It is instructive to begin with a sense of how CFL has developed via local groups and regional networks across North America in the past decade, particularly in the past three to four years. While there are some important regional variations in the way that CFL is practiced, the emergence of CFL groups in towns and cities has followed a fairly consistent pattern. CFL groups generally develop around one or two highly motivated and dynamic individuals. These individuals have often taken CFL training in another city and have returned excited about the possibilities of initiating a CFL network in their hometown. Often these individuals describe themselves as having reached the end or close to the end of their desire to continue practicing family law, before encountering the alternative of CFL. There is, not surprisingly, widespread disillusionment among CFL lawyers with litigation as a tool for family conflict resolution. The intensity of the revulsion expressed toward litigation is sometimes startling (see the further discussion in section 3(A) of this report).
For these lawyers, the discovery of a different way to practice that eliminated much of the stress and pain of litigation for themselves and their clients provided a reason to stay in practice.
Many CFL lawyers speak of a different, more satisfying collegial relationship they can now enjoy with their clients. These lawyers were seeking to broaden and redefine their relationship with their clients, and they see in CFL a means of doing so.
It is not uncommon for leading proponents of CFL to have a highly litigious past—a number say they once enjoyed the high pressure of litigation. This often makes for CFL role models who are something of a surprise to the local legal community—but perhaps more influential as a result of their conversion. Some CFL lawyers describe their commitment to CFL in just such quasi-religious terms, and this in turn fuels a desire to persuade their clients to use the collaborative process.

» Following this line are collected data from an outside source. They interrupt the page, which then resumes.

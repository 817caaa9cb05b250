use embedded_hal::spi::SpiDevice;
use linux_embedded_hal::spidev::{SpiModeFlags, SpidevOptions};
use linux_embedded_hal::sysfs_gpio::{Direction, Pin};
use linux_embedded_hal::SpidevDevice;
use std::thread;
use std::time::Duration;
use tracing::{debug, warn};

use crate::config::HardwareConfig;
use crate::error::PanelError;
use crate::protocol::SendMode;

/// SPI clock used for the panel
pub const SPI_CLOCK_HZ: u32 = 15_000_000;

/// Largest single spidev transfer with the default kernel buffer size
const MAX_TRANSFER: usize = 4096;

#[derive(Debug, Eq, PartialEq, Copy, Clone)]
#[repr(u8)]
pub enum Level {
    Low = 0x00,
    High = 0x01,
}

impl From<Level> for u8 {
    fn from(value: Level) -> Self {
        value as u8
    }
}

impl From<SendMode> for Level {
    /// Command bytes go out with the line low, data bytes with it high
    fn from(mode: SendMode) -> Self {
        match mode {
            SendMode::Command => Level::Low,
            SendMode::Data => Level::High,
        }
    }
}

/// Write-only link to the panel controller
pub trait Transport {
    /// Drive the data/command line
    fn set_mode(&mut self, mode: SendMode) -> Result<(), PanelError>;
    /// Drive the hardware reset line
    fn set_reset(&mut self, level: Level) -> Result<(), PanelError>;
    /// Send bytes on the chip-select channel
    fn write(&mut self, bytes: &[u8]) -> Result<(), PanelError>;
    /// Block the calling thread
    fn delay(&mut self, duration: Duration);
}

/// Panel attached to a Linux spidev device with sysfs GPIO control lines
pub struct SpidevTransport {
    spi: SpidevDevice,
    mode_pin: OutputPin,
    reset_pin: OutputPin,
}

impl SpidevTransport {
    pub fn open(config: &HardwareConfig) -> Result<Self, PanelError> {
        debug!(
            "Opening {} (mode GPIO {}, reset GPIO {})",
            config.spi_device, config.mode_pin, config.reset_pin
        );
        let mode_pin = OutputPin::export(config.mode_pin)?;
        let reset_pin = OutputPin::export(config.reset_pin)?;

        let mut spi = SpidevDevice::open(&config.spi_device)?;
        let options = SpidevOptions::new()
            .bits_per_word(8)
            .max_speed_hz(SPI_CLOCK_HZ)
            .mode(SpiModeFlags::SPI_MODE_0)
            .build();
        spi.configure(&options)?;

        Ok(SpidevTransport {
            spi,
            mode_pin,
            reset_pin,
        })
    }
}

/// Exported sysfs GPIO line, driven low and unexported when dropped
struct OutputPin(Pin);

impl OutputPin {
    /// Export `number` as an output driven low
    fn export(number: u64) -> Result<Self, PanelError> {
        let pin = Pin::new(number);
        pin.export()?;
        // from here on a failure still releases the line
        let pin = OutputPin(pin);
        pin.0.set_direction(Direction::Low)?;
        Ok(pin)
    }

    fn set(&self, level: Level) -> Result<(), PanelError> {
        self.0.set_value(level.into())?;
        Ok(())
    }
}

impl Drop for OutputPin {
    fn drop(&mut self) {
        let number = self.0.get_pin_num();
        if let Err(e) = self.0.set_value(Level::Low.into()) {
            warn!("Failed to drive GPIO {} low: {}", number, e);
        }
        if let Err(e) = self.0.unexport() {
            warn!("Failed to release GPIO {}: {}", number, e);
        }
    }
}

impl Transport for SpidevTransport {
    fn set_mode(&mut self, mode: SendMode) -> Result<(), PanelError> {
        self.mode_pin.set(Level::from(mode))
    }

    fn set_reset(&mut self, level: Level) -> Result<(), PanelError> {
        self.reset_pin.set(level)
    }

    fn write(&mut self, bytes: &[u8]) -> Result<(), PanelError> {
        for chunk in bytes.chunks(MAX_TRANSFER) {
            self.spi.write(chunk)?;
        }
        Ok(())
    }

    fn delay(&mut self, duration: Duration) {
        thread::sleep(duration);
    }
}
use image::codecs::gif::GifDecoder;
use image::{AnimationDecoder, ImageFormat, ImageReader, RgbaImage};
use std::fs::File;
use std::io::BufReader;
use std::path::Path;
use tracing::{debug, info};

use crate::compositor::SourceFrame;
use crate::error::FrameError;
use crate::pixel_format::{rgba_to_bgra, SOURCE_STRIDE};

/// Decode every page of an image file.
///
/// GIFs yield one fully composited frame per page; still images yield a
/// single frame.
pub fn decode_frames(path: &Path) -> Result<Vec<SourceFrame>, FrameError> {
    let reader = ImageReader::open(path)?.with_guessed_format()?;
    let format = reader.format();
    debug!("Detected format {:?} for {}", format, path.display());

    let images: Vec<RgbaImage> = match format {
        Some(ImageFormat::Gif) => {
            let decoder = GifDecoder::new(BufReader::new(File::open(path)?))?;
            decoder
                .into_frames()
                .collect_frames()?
                .into_iter()
                .map(|frame| frame.into_buffer())
                .collect()
        }
        _ => vec![reader.decode()?.into_rgba8()],
    };
    if images.is_empty() {
        return Err(FrameError::Empty);
    }
    let frames = images
        .into_iter()
        .map(to_source_frame)
        .collect::<Result<Vec<_>, _>>()?;
    info!(
        "Opened {} ({} frames, {}x{})",
        path.display(),
        frames.len(),
        frames[0].width(),
        frames[0].height()
    );
    Ok(frames)
}

fn to_source_frame(image: RgbaImage) -> Result<SourceFrame, FrameError> {
    let (width, height) = image.dimensions();
    let width = width as usize;
    SourceFrame::new(
        width,
        height as usize,
        width * SOURCE_STRIDE,
        rgba_to_bgra(image.into_raw()),
    )
}

#[cfg(test)]
mod tests {
    use super::*;
    use crate::compositor::resample;
    use crate::geometry::Geometry;
    use crate::test_support::scratch_dir;
    use image::codecs::gif::GifEncoder;
    use image::{Delay, Frame, Rgba};

    #[test]
    fn test_decode_animated_gif() {
        let dir = scratch_dir("decode_gif");
        let path = dir.join("anim.gif");
        {
            let mut encoder = GifEncoder::new(File::create(&path).unwrap());
            for color in [[255, 0, 0, 255], [0, 0, 255, 255]] {
                let buffer = RgbaImage::from_pixel(5, 4, Rgba(color));
                let frame = Frame::from_parts(buffer, 0, 0, Delay::from_numer_denom_ms(100, 1));
                encoder.encode_frame(frame).unwrap();
            }
        }

        let frames = decode_frames(&path).unwrap();
        assert_eq!(frames.len(), 2);
        assert_eq!((frames[0].width(), frames[0].height()), (5, 4));
        // red ends up in the third byte of each source pixel; the GIF
        // palette may shift colors slightly
        let packed = resample(&frames, &Geometry::default());
        assert!(packed[0] >= 0xF0 && packed[2] <= 0x0C);
        let second = Geometry::default().panel.frame_size();
        assert!(packed[second] <= 0x0C && packed[second + 2] >= 0xF0);
    }

    #[test]
    fn test_decode_still_image() {
        let dir = scratch_dir("decode_png");
        let path = dir.join("still.png");
        RgbaImage::from_pixel(3, 2, Rgba([0, 255, 0, 255]))
            .save(&path)
            .unwrap();

        let frames = decode_frames(&path).unwrap();
        assert_eq!(frames.len(), 1);
        assert_eq!((frames[0].width(), frames[0].height()), (3, 2));
    }

    #[test]
    fn test_decode_missing_file() {
        let dir = scratch_dir("decode_missing");
        assert!(matches!(
            decode_frames(&dir.join("nope.gif")),
            Err(FrameError::Io(_))
        ));
    }

    #[test]
    fn test_decode_garbage() {
        let dir = scratch_dir("decode_garbage");
        let path = dir.join("junk.gif");
        std::fs::write(&path, b"GIF89a not really").unwrap();
        assert!(decode_frames(&path).is_err());
    }
}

Of course, some lawyers see CFL simply as a new marketing tool, and scepticism about collaborative law is often expressed in these terms. My own experience from talking at length with large numbers of CFL lawyers in many local and regional groups is that the vast majority are genuinely motivated by a desire for self-improvement and enhanced client service. While there is a danger—as with any innovation—that lawyers will simply "jump on the CFL bandwagon" in the hope of future advantage, my strong impression is that, for most CFL lawyers, this is a personal and professional commitment that goes deeper than file management economics.
Another consistent feature in the development of CFL is the organization and functioning of the CFL groups themselves. The CFL groups were initially ad hoc collectives of lawyers, but each has been quick to adopt a formal constitution. All CFL groups have created local rules for membership, which vary only slightly. They usually require members to have a specified number of years in family practice and to have taken CFL training or mediation training. There are also renewal criteria, such as continuing training, attendance at group meetings and, of course, the payment of dues. In these ways, CFL groups play a significant gatekeeping function. Their members-only policies have occasionally created controversy within the local bar. An especially thorny issue for some CFL groups is whether to restrict membership to lawyers or to include other collaborative professionals, such as mental health professionals and financial planners. Some groups began with an open invitation to all those professionals working with families in conflict, creating a membership drawing from various professional disciplines. Other groups currently restrict their membership to practicing lawyers. Some groups began by restricting membership to lawyers but now wish to broaden their membership to include other collaborative professionals—often a difficult transition (see the further discussion in section 6(D) of this report).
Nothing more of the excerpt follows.